# Provided data
● ● ●
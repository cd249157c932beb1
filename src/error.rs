//! Error types for the subscription engine.

use crate::types::SubscriptionId;
use thiserror::Error;

/// Main error type for subscription operations.
#[derive(Debug, Error)]
pub enum RelayError {
    /// A configuration invariant was violated at construction time.
    #[error("Invalid configuration: {0}")]
    InvalidConfig(String),

    /// A serialized snapshot could not be decoded.
    #[error("Decode error: {0}")]
    Decode(String),

    #[error("Subscription not found: {0}")]
    SubscriptionNotFound(SubscriptionId),
}

impl From<serde_json::Error> for RelayError {
    fn from(e: serde_json::Error) -> Self {
        RelayError::Decode(e.to_string())
    }
}

/// Result type for subscription operations.
pub type Result<T> = std::result::Result<T, RelayError>;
● ● ●
# Task objective
Repeat the full set of records exactly.

# Answer to the exercise
repository cd249157c932beb1
filename src/error.rs
//! Error types for the subscription engine.

use crate::types::SubscriptionId;
use thiserror::Error;

/// Main error type for subscription operations.
#[derive(Debug, Error)]
pub enum RelayError {
    /// A configuration invariant was violated at construction time.
    #[error("Invalid configuration: {0}")]
    InvalidConfig(String),

    /// A serialized snapshot could not be decoded.
    #[error("Decode error: {0}")]
    Decode(String),

    #[error("Subscription not found: {0}")]
    SubscriptionNotFound(SubscriptionId),
}

impl From<serde_json::Error> for RelayError {
    fn from(e: serde_json::Error) -> Self {
        RelayError::Decode(e.to_string())
    }
}

/// Result type for subscription operations.
pub type Result<T> = std::result::Result<T, RelayError>;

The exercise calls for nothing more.